P. 215, c. 2.—“Oriflamme.” From the Latin auriflamma, or flame of gold. A flag or banner of red or flame colored cloth, cut into long points at the end and mounted on a gilded lance. It originated in a certain abbey of France, where it was used in religious services.

“Touraine,” tô-rān; “Poitou,” pwä-tôˈ. These provinces had come to England on the accession of Henry II. (1154), to whom they belonged.

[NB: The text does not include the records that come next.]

//! Action (step) types
//!
//! An `Action` is one step of a job: the `uses` identifier of an action
//! provider, its inputs (`with:`), optional `if`, `validate` assertions,
//! display templates and execution flags. Inputs start as literals or
//! `${{ }}` references and are rewritten in place as resolution succeeds.

use std::collections::BTreeMap;
use std::fmt;

use serde::{Deserialize, Serialize};

use crate::variable::Value;

/// Lifecycle of a single action
#[derive(Debug, Clone, Copy, Default, PartialEq, Eq, Serialize, Deserialize)]
#[serde(rename_all = "kebab-case")]
pub enum ActionState {
    #[default]
    NotStarted,
    Running,
    Success,
    Error,
}

impl fmt::Display for ActionState {
    fn fmt(&self, f: &mut fmt::Formatter<'_>) -> fmt::Result {
        let s = match self {
            ActionState::NotStarted => "not-started",
            ActionState::Running => "running",
            ActionState::Success => "success",
            ActionState::Error => "error",
        };
        f.write_str(s)
    }
}

/// One `with:` entry; the map key is the input id
#[derive(Debug, Clone, PartialEq, Default, Serialize, Deserialize)]
#[serde(transparent)]
pub struct ActionInput {
    /// Literal, reference text, or the value it resolved to
    pub default: Value,
}

impl ActionInput {
    pub fn new(value: impl Into<Value>) -> Self {
        Self {
            default: value.into(),
        }
    }
}

/// Display templates (`display:` block)
#[derive(Debug, Clone, Default, PartialEq, Serialize, Deserialize)]
#[serde(rename_all = "kebab-case")]
pub struct DisplayMessages {
    #[serde(default, skip_serializing_if = "Option::is_none")]
    pub success: Option<String>,
    #[serde(default, skip_serializing_if = "Option::is_none")]
    pub error: Option<String>,
    /// Shown when the `if` condition skips the step/job
    #[serde(default, alias = "if", skip_serializing_if = "Option::is_none")]
    pub if_condition: Option<String>,
}

impl DisplayMessages {
    pub fn is_empty(&self) -> bool {
        self.success.is_none() && self.error.is_none() && self.if_condition.is_none()
    }
}

#[derive(Debug, Clone, Copy, PartialEq, Eq, PartialOrd, Ord, Serialize, Deserialize)]
#[serde(rename_all = "kebab-case")]
pub enum AssertionKind {
    That,
    AndThat,
    OrThat,
}

#[derive(Debug, Clone, PartialEq)]
pub struct Assertion {
    pub kind: AssertionKind,
    pub expression: String,
}

/// `validate:` either as one map or as a list of single-entry maps
#[derive(Deserialize)]
#[serde(untagged)]
enum ValidationRaw {
    Map(BTreeMap<AssertionKind, String>),
    List(Vec<BTreeMap<AssertionKind, String>>),
}

/// Post-condition assertions, folded left (`and-that` → AND, `or-that` → OR)
#[derive(Debug, Clone, Default, PartialEq, Serialize, Deserialize)]
#[serde(from = "ValidationRaw", into = "Vec<BTreeMap<AssertionKind, String>>")]
pub struct Validation(pub Vec<Assertion>);

impl Validation {
    pub fn is_empty(&self) -> bool {
        self.0.is_empty()
    }

    pub fn iter(&self) -> impl Iterator<Item = &Assertion> {
        self.0.iter()
    }
}

impl From<ValidationRaw> for Validation {
    fn from(raw: ValidationRaw) -> Self {
        let maps = match raw {
            ValidationRaw::Map(map) => vec![map],
            ValidationRaw::List(list) => list,
        };
        Validation(
            maps.into_iter()
                .flatten()
                .map(|(kind, expression)| Assertion { kind, expression })
                .collect(),
        )
    }
}

impl From<Validation> for Vec<BTreeMap<AssertionKind, String>> {
    fn from(v: Validation) -> Self {
        v.0.into_iter()
            .map(|a| BTreeMap::from([(a.kind, a.expression)]))
            .collect()
    }
}

fn is_false(b: &bool) -> bool {
    !*b
}

/// A workflow step bound to an action provider
#[derive(Debug, Clone, PartialEq, Serialize, Deserialize)]
#[serde(rename_all = "kebab-case")]
pub struct Action {
    pub id: String,
    #[serde(default)]
    pub name: String,
    /// 1-based position across the whole workflow (assigned on load)
    #[serde(default)]
    pub sequence: usize,
    #[serde(default)]
    pub job_id: String,
    /// Action provider identifier (e.g. `core/echo@v1`)
    pub uses: String,
    #[serde(default, rename = "with")]
    pub inputs: BTreeMap<String, ActionInput>,
    #[serde(default, skip_serializing_if = "Validation::is_empty")]
    pub validate: Validation,
    #[serde(default, skip_serializing_if = "DisplayMessages::is_empty")]
    pub display: DisplayMessages,
    #[serde(default, skip_serializing_if = "is_false")]
    pub run_at_server: bool,
    #[serde(default, skip_serializing_if = "is_false")]
    pub continue_on_error: bool,
    #[serde(default, rename = "if", skip_serializing_if = "Option::is_none")]
    pub if_condition: Option<String>,
    #[serde(default)]
    pub state: ActionState,
    #[serde(default, skip_serializing_if = "Option::is_none")]
    pub error_message: Option<String>,
}

impl Action {
    pub fn new(id: impl Into<String>, uses: impl Into<String>) -> Self {
        let id = id.into();
        Self {
            name: id.clone(),
            id,
            sequence: 0,
            job_id: String::new(),
            uses: uses.into(),
            inputs: BTreeMap::new(),
            validate: Validation::default(),
            display: DisplayMessages::default(),
            run_at_server: false,
            continue_on_error: false,
            if_condition: None,
            state: ActionState::NotStarted,
            error_message: None,
        }
    }

    /// Builder-style input
    pub fn with_input(mut self, id: impl Into<String>, value: impl Into<Value>) -> Self {
        self.inputs.insert(id.into(), ActionInput::new(value));
        self
    }

    /// Current input values (possibly still holding references)
    pub fn input_values(&self) -> BTreeMap<String, Value> {
        self.inputs
            .iter()
            .map(|(k, v)| (k.clone(), v.default.clone()))
            .collect()
    }

    pub fn set_state(&mut self, state: ActionState) {
        self.state = state;
    }

    pub fn fail(&mut self, message: impl Into<String>) {
        self.state = ActionState::Error;
        self.error_message = Some(message.into());
    }

    pub fn display_name(&self) -> &str {
        if self.name.is_empty() {
            &self.id
        } else {
            &self.name
        }
    }
}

“Gallican Church.” The Catholic Church of France, which holds certain doctrines differing from those of the church at large. This church claims that the pope is limited as far as France is concerned, by the decisions of the Gallican Church, that kings and princes are not subject to him, and that he is not infallible. This pragmatic sanction of St. Louis in 1269 was the most important outbreak against Rome that ever took place in the Gallican Church.

“Le Bel.” The Beautiful.

“Navarre,” nă-varˈ. A province of France on the northern slope of the Pyrenees.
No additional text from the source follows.